*Work instructions*: Give a count of the lines below that have the string "needs" in them, with no other words.
Records to process Start Marker
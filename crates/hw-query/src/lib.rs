//! Filter-and-summarize query engine.
//!
//! This crate answers the questions every dashboard view asks of a loaded
//! [`hw_model::Dataset`]:
//!
//! - **Filtering**: keep rows whose category values are in the selected sets
//! - **Grouping**: reduce numeric columns per distinct key combination
//! - **Totals**: reduce one column across all rows
//! - **Extremes**: find the row holding the maximum or minimum of a column
//! - **Dimensions**: list the filterable columns and their value domains
//!
//! All operations are pure. They never mutate their input, never perform
//! I/O and never log; every failure comes back as a [`QueryError`].
//!
//! # Example
//!
//! ```ignore
//! use hw_query::{FilterSpec, QueryEngine, Reducer, ReduceKind, group_aggregate};
//!
//! let engine = QueryEngine::new(dataset);
//! let spec = FilterSpec::new().with("City", ["Jacobabad", "Karachi"]);
//! let rows = engine.filter(&spec)?;
//! let deaths = group_aggregate(&rows, &["City"], &[Reducer::new("TotalDeaths", "Deaths", ReduceKind::Sum)])?;
//! ```

mod aggregate;
mod dimension;
mod engine;
mod error;
mod extreme;
mod filter;
mod summary;

// === Error Types ===
pub use error::{QueryError, Result};

// === Engine ===
pub use engine::QueryEngine;

// === Filtering ===
pub use filter::{EmptySelectionPolicy, FilterPolicy, FilterSpec, UnknownColumnPolicy, filter, filter_with};

// === Aggregation ===
pub use aggregate::{ReduceKind, Reducer, group_aggregate, total_by_reducer};
pub use extreme::{ExtremeKind, arg_extreme, arg_extreme_index};

// === Dimensions and Selections ===
pub use dimension::{DefaultSelection, Dimension, dimensions, initial_filter_spec};

// === Summary Cards ===
pub use summary::DashboardSummary;
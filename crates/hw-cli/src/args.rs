//! Parsers for structured command-line values.
//!
//! - `--filter COLUMN=V1,V2` (an empty list selects nothing)
//! - `--reduce OUTPUT=SOURCE:KIND`
//! - `--sort COLUMN[:asc|:desc]`

use hw_model::SortOrder;
use hw_query::{ReduceKind, Reducer};
use thiserror::Error;

/// Malformed argument value.
#[derive(Debug, Clone, PartialEq, Eq, Error)]
pub enum ArgError {
    #[error("expected COLUMN=V1,V2 but got '{0}'")]
    Filter(String),

    #[error("expected OUTPUT=SOURCE:KIND but got '{0}'")]
    Reducer(String),

    #[error("{0}")]
    ReduceKind(String),

    #[error("expected COLUMN or COLUMN:asc|desc but got '{0}'")]
    Sort(String),
}

/// One `--filter` constraint.
#[derive(Debug, Clone, PartialEq, Eq)]
pub struct FilterArg {
    pub column: String,
    pub values: Vec<String>,
}

/// One `--sort` key.
#[derive(Debug, Clone, PartialEq, Eq)]
pub struct SortArg {
    pub column: String,
    pub order: SortOrder,
}

/// Splits a comma-separated list, trimming entries and dropping empty ones.
pub fn split_list(text: &str) -> Vec<String> {
    text.split(',')
        .map(str::trim)
        .filter(|s| !s.is_empty())
        .map(ToString::to_string)
        .collect()
}

pub fn parse_filter(text: &str) -> Result<FilterArg, ArgError> {
    let (column, values) = text
        .split_once('=')
        .ok_or_else(|| ArgError::Filter(text.to_string()))?;
    let column = column.trim();
    if column.is_empty() {
        return Err(ArgError::Filter(text.to_string()));
    }
    Ok(FilterArg {
        column: column.to_string(),
        values: split_list(values),
    })
}

pub fn parse_reducer(text: &str) -> Result<Reducer, ArgError> {
    let malformed = || ArgError::Reducer(text.to_string());
    let (output, rest) = text.split_once('=').ok_or_else(malformed)?;
    let (source, kind) = rest.rsplit_once(':').ok_or_else(malformed)?;
    let (output, source) = (output.trim(), source.trim());
    if output.is_empty() || source.is_empty() {
        return Err(malformed());
    }
    let kind: ReduceKind = kind.parse().map_err(ArgError::ReduceKind)?;
    Ok(Reducer::new(output, source, kind))
}

pub fn parse_sort(text: &str) -> Result<SortArg, ArgError> {
    let malformed = || ArgError::Sort(text.to_string());
    let (column, order) = match text.rsplit_once(':') {
        Some((column, order)) => {
            let order = match order.trim().to_ascii_lowercase().as_str() {
                "asc" => SortOrder::Ascending,
                "desc" => SortOrder::Descending,
                _ => return Err(malformed()),
            };
            (column, order)
        }
        None => (text, SortOrder::Ascending),
    };
    let column = column.trim();
    if column.is_empty() {
        return Err(malformed());
    }
    Ok(SortArg {
        column: column.to_string(),
        order,
    })
}
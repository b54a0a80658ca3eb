//! Error types for output generation.

use std::path::PathBuf;

use thiserror::Error;

/// Errors that can occur while writing a dataset.
#[derive(Debug, Error)]
pub enum OutputError {
    /// CSV encoding failed.
    #[error("failed to write CSV: {source}")]
    Csv {
        #[from]
        source: csv::Error,
    },

    /// Output directory could not be created.
    #[error("failed to create directory {path}: {source}")]
    CreateDir {
        path: PathBuf,
        #[source]
        source: std::io::Error,
    },

    /// Output file could not be written.
    #[error("failed to write file {path}: {source}")]
    FileWrite {
        path: PathBuf,
        #[source]
        source: std::io::Error,
    },

    /// Buffered CSV writer could not be flushed.
    #[error("failed to flush CSV buffer: {message}")]
    Flush { message: String },
}

/// Result type for output operations.
pub type Result<T> = std::result::Result<T, OutputError>;

#[cfg(test)]
mod tests {
    use super::*;

    #[test]
    fn test_error_display() {
        let err = OutputError::FileWrite {
            path: PathBuf::from("/tmp/out.csv"),
            source: std::io::Error::new(std::io::ErrorKind::PermissionDenied, "denied"),
        };
        assert_eq!(err.to_string(), "failed to write file /tmp/out.csv: denied");
    }
}
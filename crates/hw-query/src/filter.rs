//! Multi-dimensional categorical filtering.

use std::collections::{BTreeMap, BTreeSet};

use hw_model::{Dataset, Value};
use serde::{Deserialize, Serialize};

use crate::error::{QueryError, Result};

/// Selected values per column.
///
/// A row passes when, for every constrained column, its rendered value is in
/// the column's set. Columns without an entry are unconstrained.
#[derive(Debug, Clone, Default, PartialEq, Eq, Serialize, Deserialize)]
#[serde(transparent)]
pub struct FilterSpec {
    constraints: BTreeMap<String, BTreeSet<String>>,
}

impl FilterSpec {
    pub fn new() -> Self {
        Self::default()
    }

    /// Constrain `column` to `values`, replacing any earlier constraint.
    #[must_use]
    pub fn with<I, S>(mut self, column: impl Into<String>, values: I) -> Self
    where
        I: IntoIterator<Item = S>,
        S: Into<String>,
    {
        self.insert(column, values);
        self
    }

    pub fn insert<I, S>(&mut self, column: impl Into<String>, values: I)
    where
        I: IntoIterator<Item = S>,
        S: Into<String>,
    {
        self.constraints
            .insert(column.into(), values.into_iter().map(Into::into).collect());
    }

    pub fn get(&self, column: &str) -> Option<&BTreeSet<String>> {
        self.constraints.get(column)
    }

    pub fn constraints(&self) -> impl Iterator<Item = (&str, &BTreeSet<String>)> {
        self.constraints.iter().map(|(k, v)| (k.as_str(), v))
    }

    /// True when no column is constrained.
    pub fn is_empty(&self) -> bool {
        self.constraints.is_empty()
    }
}

/// How an empty selection set is interpreted.
#[derive(Debug, Clone, Copy, PartialEq, Eq, Default, Serialize, Deserialize)]
#[serde(rename_all = "snake_case")]
pub enum EmptySelectionPolicy {
    /// Nothing selected means no rows.
    #[default]
    MatchNothing,
    /// Nothing selected means the column is unconstrained.
    Unconstrained,
}

/// How a constraint on an undeclared column is interpreted.
#[derive(Debug, Clone, Copy, PartialEq, Eq, Default, Serialize, Deserialize)]
#[serde(rename_all = "snake_case")]
pub enum UnknownColumnPolicy {
    /// No row can have a value for the column, so no row matches.
    #[default]
    MatchNothing,
    /// The constraint is dropped.
    Ignore,
    /// The filter fails with [`QueryError::UnknownColumn`].
    Reject,
}

/// Filter edge-case policies.
#[derive(Debug, Clone, Copy, PartialEq, Eq, Default, Serialize, Deserialize)]
#[serde(default)]
pub struct FilterPolicy {
    pub empty_selection: EmptySelectionPolicy,
    pub unknown_column: UnknownColumnPolicy,
}

/// Filters with the default [`FilterPolicy`]; never fails.
pub fn filter(dataset: &Dataset, spec: &FilterSpec) -> Result<Dataset> {
    filter_with(dataset, spec, FilterPolicy::default())
}

/// Returns the rows of `dataset` that satisfy `spec`, in their original order.
///
/// Every constrained column is resolved under the unknown-column policy
/// before any empty selection short-circuits.
pub fn filter_with(dataset: &Dataset, spec: &FilterSpec, policy: FilterPolicy) -> Result<Dataset> {
    let schema = dataset.schema();
    let mut resolved: Vec<(usize, &BTreeSet<String>)> = Vec::new();
    let mut unknown = false;

    for (column, accepted) in spec.constraints() {
        match schema.index_of(column) {
            Some(index) => resolved.push((index, accepted)),
            None => match policy.unknown_column {
                UnknownColumnPolicy::MatchNothing => unknown = true,
                UnknownColumnPolicy::Ignore => {}
                UnknownColumnPolicy::Reject => {
                    return Err(QueryError::UnknownColumn {
                        column: column.to_string(),
                    });
                }
            },
        }
    }
    if unknown {
        return Ok(Dataset::empty(dataset.schema_arc()));
    }

    let mut active = Vec::with_capacity(resolved.len());
    for (index, accepted) in resolved {
        if accepted.is_empty() {
            match policy.empty_selection {
                EmptySelectionPolicy::MatchNothing => return Ok(Dataset::empty(dataset.schema_arc())),
                EmptySelectionPolicy::Unconstrained => continue,
            }
        }
        active.push((index, accepted));
    }

    let kept = dataset
        .iter()
        .enumerate()
        .filter(|(_, record)| {
            active
                .iter()
                .all(|(index, accepted)| is_selected(record.get(*index), accepted))
        })
        .map(|(i, _)| i);
    Ok(dataset.select_rows(kept))
}

fn is_selected(value: &Value, accepted: &BTreeSet<String>) -> bool {
    match value.as_str() {
        Some(text) => accepted.contains(text),
        None => accepted.contains(&value.render()),
    }
}
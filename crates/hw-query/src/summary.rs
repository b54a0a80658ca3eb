//! Metric cards shown above the heatwave charts.

use hw_model::Dataset;
use hw_model::catalog::heatwave::{
    AGRICULTURE_LOSS_PCT, CITY, DEATHS, HEATSTROKE_CASES, PEAK_TEMP_C, YEAR,
};
use serde::{Deserialize, Serialize};

use crate::aggregate::{ReduceKind, total_by_reducer};
use crate::error::Result;
use crate::extreme::{ExtremeKind, arg_extreme};

/// Headline numbers for a filtered heatwave view.
#[derive(Debug, Clone, PartialEq, Serialize, Deserialize)]
pub struct DashboardSummary {
    pub records: usize,
    pub cities: usize,
    pub total_deaths: i64,
    pub total_heatstroke_cases: i64,
    pub peak_temp_c: f64,
    pub peak_city: String,
    pub peak_year: String,
    pub mean_agriculture_loss_pct: f64,
}

impl DashboardSummary {
    /// Computes the cards, or `None` when the view has no rows.
    pub fn compute(rows: &Dataset) -> Result<Option<Self>> {
        if rows.is_empty() {
            return Ok(None);
        }
        let schema = rows.schema();
        let peak = arg_extreme(rows, PEAK_TEMP_C, ExtremeKind::Max)?;
        let text_of = |column: &str| -> Result<String> {
            Ok(peak.get(rows.column_index(column)?).render())
        };

        Ok(Some(Self {
            records: rows.len(),
            cities: rows.distinct_values(CITY)?.len(),
            total_deaths: total_by_reducer(rows, DEATHS, ReduceKind::Sum)?
                .as_i64()
                .unwrap_or_default(),
            total_heatstroke_cases: total_by_reducer(rows, HEATSTROKE_CASES, ReduceKind::Sum)?
                .as_i64()
                .unwrap_or_default(),
            peak_temp_c: peak
                .get(schema.require(PEAK_TEMP_C)?)
                .as_f64()
                .unwrap_or_default(),
            peak_city: text_of(CITY)?,
            peak_year: text_of(YEAR)?,
            mean_agriculture_loss_pct: total_by_reducer(rows, AGRICULTURE_LOSS_PCT, ReduceKind::Mean)?
                .as_f64()
                .unwrap_or_default(),
        }))
    }
}
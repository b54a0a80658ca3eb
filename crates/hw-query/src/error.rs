//! Error types for query operations.

use hw_model::{ModelError, ValueKind};
use thiserror::Error;

/// Errors returned by the query engine.
#[derive(Debug, Clone, PartialEq, Error)]
pub enum QueryError {
    /// A reducer or extremal lookup that needs at least one row got none.
    #[error("{operation} of '{column}' needs at least one row")]
    EmptyInput {
        operation: &'static str,
        column: String,
    },

    /// An integer reduction left the `i64` range.
    #[error("{operation} of '{column}' overflows a 64-bit integer")]
    Overflow {
        operation: &'static str,
        column: String,
    },

    /// A column name that the dataset does not declare.
    #[error("column '{column}' not found in dataset")]
    UnknownColumn { column: String },

    /// A numeric reduction was asked of a non-numeric column.
    #[error("column '{column}' holds {kind} values, a numeric column is required")]
    NonNumericColumn { column: String, kind: ValueKind },

    /// Building a derived dataset failed.
    #[error(transparent)]
    Model(#[from] ModelError),
}

impl QueryError {
    /// Returns true for [`QueryError::EmptyInput`], which renderers show as a
    /// "no data" state rather than a failure.
    #[must_use]
    pub const fn is_empty_input(&self) -> bool {
        matches!(self, Self::EmptyInput { .. })
    }
}

/// Result type for query operations.
pub type Result<T> = std::result::Result<T, QueryError>;

/// Column index lookup reporting unknown names as [`QueryError::UnknownColumn`].
pub(crate) fn require_column(schema: &hw_model::Schema, column: &str) -> Result<usize> {
    schema
        .index_of(column)
        .ok_or_else(|| QueryError::UnknownColumn {
            column: column.to_string(),
        })
}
Records to process End Marker
*Task response*: 2